Being abroad is never emotionally easy. We’ve all experienced that distress when leaving our countries for a vacation or a short business trip. You have to adapt quickly to local habits, accept (and try to understand) the culture, meet new people, eat the new food and speak a foreign language. Every day. In other words, you have to stay focused to keep the pace. Otherwise you’re lost.

Now imagine doing all that for six months in a row, while also working daily at a top-level media outlet among Pulitzer-winning investigative journalists. This is what the Alfred Friendly Press Partners Fellowship experience is. At least for me, personally.

After attending a comprehensive three weeks training hosted by the University of Missouri School of Journalism and Investigative Reporters and Editors at the beginning of the fellowship, I started working at Newsy,  a Columbia-based progressive national TV channel.
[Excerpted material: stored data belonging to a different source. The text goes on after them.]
//! Hiroba group chat server library.
//!
//! Tracks who is online, fans out chat events over WebSocket and replays
//! persisted history to newly joined clients.

// layers
pub mod domain;
pub mod infrastructure;
pub mod ui;
pub mod usecase;
//! WebSocket を使った MessagePusher 実装
//!
//! ## 責務
//!
//! - 接続ごとの `UnboundedSender` を管理
//! - ドメインイベントを WebSocket フレームにエンコードして送信（push_to, broadcast）
//!
//! WebSocket 接続の受付と sender の生成は UI 層（`ui::handler::websocket`）で行われ、
//! この実装は受け取った sender を使って送信だけを行います。

use std::collections::HashMap;

use async_trait::async_trait;
use tokio::sync::Mutex;

use crate::{
    domain::{ChatEvent, ConnectionId, MessagePushError, MessagePusher, PusherChannel},
    infrastructure::dto::conversion::encode_event,
};

/// WebSocket を使った MessagePusher 実装
///
/// ```ignore
/// let pusher = WebSocketMessagePusher::default();
/// pusher.register_client(connection_id, tx).await;
/// pusher.push_to(&connection_id, &ChatEvent::PresenceUpdated(vec![])).await?;
/// ```
#[derive(Default)]
pub struct WebSocketMessagePusher {
    /// Key: 接続 ID, Value: 送信チャンネル
    clients: Mutex<HashMap<ConnectionId, PusherChannel>>,
}

#[async_trait]
impl MessagePusher for WebSocketMessagePusher {
    async fn register_client(&self, connection_id: ConnectionId, sender: PusherChannel) {
        let mut clients = self.clients.lock().await;
        clients.insert(connection_id, sender);
        tracing::debug!("Client '{}' registered to MessagePusher", connection_id);
    }

    async fn unregister_client(&self, connection_id: &ConnectionId) {
        let mut clients = self.clients.lock().await;
        clients.remove(connection_id);
        tracing::debug!("Client '{}' unregistered from MessagePusher", connection_id);
    }

    async fn connected_clients(&self) -> Vec<ConnectionId> {
        let clients = self.clients.lock().await;
        clients.keys().copied().collect()
    }

    async fn push_to(
        &self,
        connection_id: &ConnectionId,
        event: &ChatEvent,
    ) -> Result<(), MessagePushError> {
        let content = encode(event)?;
        let clients = self.clients.lock().await;

        let sender = clients
            .get(connection_id)
            .ok_or_else(|| MessagePushError::ClientNotFound(connection_id.to_string()))?;
        sender
            .send(content)
            .map_err(|e| MessagePushError::PushFailed(e.to_string()))?;
        tracing::debug!("Pushed message to client '{}'", connection_id);
        Ok(())
    }

    async fn broadcast(
        &self,
        targets: Vec<ConnectionId>,
        event: &ChatEvent,
    ) -> Result<(), MessagePushError> {
        let content = encode(event)?;
        let clients = self.clients.lock().await;

        for target in targets {
            match clients.get(&target) {
                Some(sender) => {
                    if let Err(e) = sender.send(content.clone()) {
                        tracing::warn!("Failed to push message to client '{}': {}", target, e);
                    }
                }
                None => {
                    tracing::warn!("Client '{}' not found during broadcast, skipping", target);
                }
            }
        }

        Ok(())
    }
}

fn encode(event: &ChatEvent) -> Result<String, MessagePushError> {
    encode_event(event).map_err(|e| MessagePushError::EncodeFailed(e.to_string()))
}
Each time someone asked me to explain in my own words what actually Newsy is, I was always answering: “It’s like Netflix, but just for journalism.” This media outlet, launched as a start-up by Mizzou alumni and initially staffed by the student community, provides media content on various traditional and non-traditional (on demand) TV platforms, and considers “millennials” as its base audience.

Being a millenial myself, I didn’t have any trouble adapting to the newsroom. However, the quality standards at Newsy was something that I was learning every day as a fact-checker and researcher for a TV show called “What The Fact(produced along with PolitiFact) and as an assistant producer for a podcast called “What the Health(produced along with KHN). Among the most conclusive research I did during the time spent at Newsy are these two: an analysis of the bipartisan take on healthcare and comparative analyses on turnovers in the American governments since President George W. Bush.

After seven weeks at Newsy, I joined ProPublica — the most important investigative media non-profit in the United States. I worked in their office in New York, sharing the newsroom with investigative and data journalists who have won Pulitzer, Peabody and Emmy awards. My goal was to gain new expertise while also sharing my experience back home with the Organized Crime and Corruption Reporting network. 

I teamed up with reporters from ProPublica and WNYC Studios to work on a podcast called Trump Inc. My responsibilities included, but were not limited to, producing profiles on all the people from Russia or the former Soviet Union that appeared in the Mueller Report. By working on this, I had a chance to interview people connected to Russia’s security forces, criminal activities and banking sector (some of the interviewees belonging to all three categories).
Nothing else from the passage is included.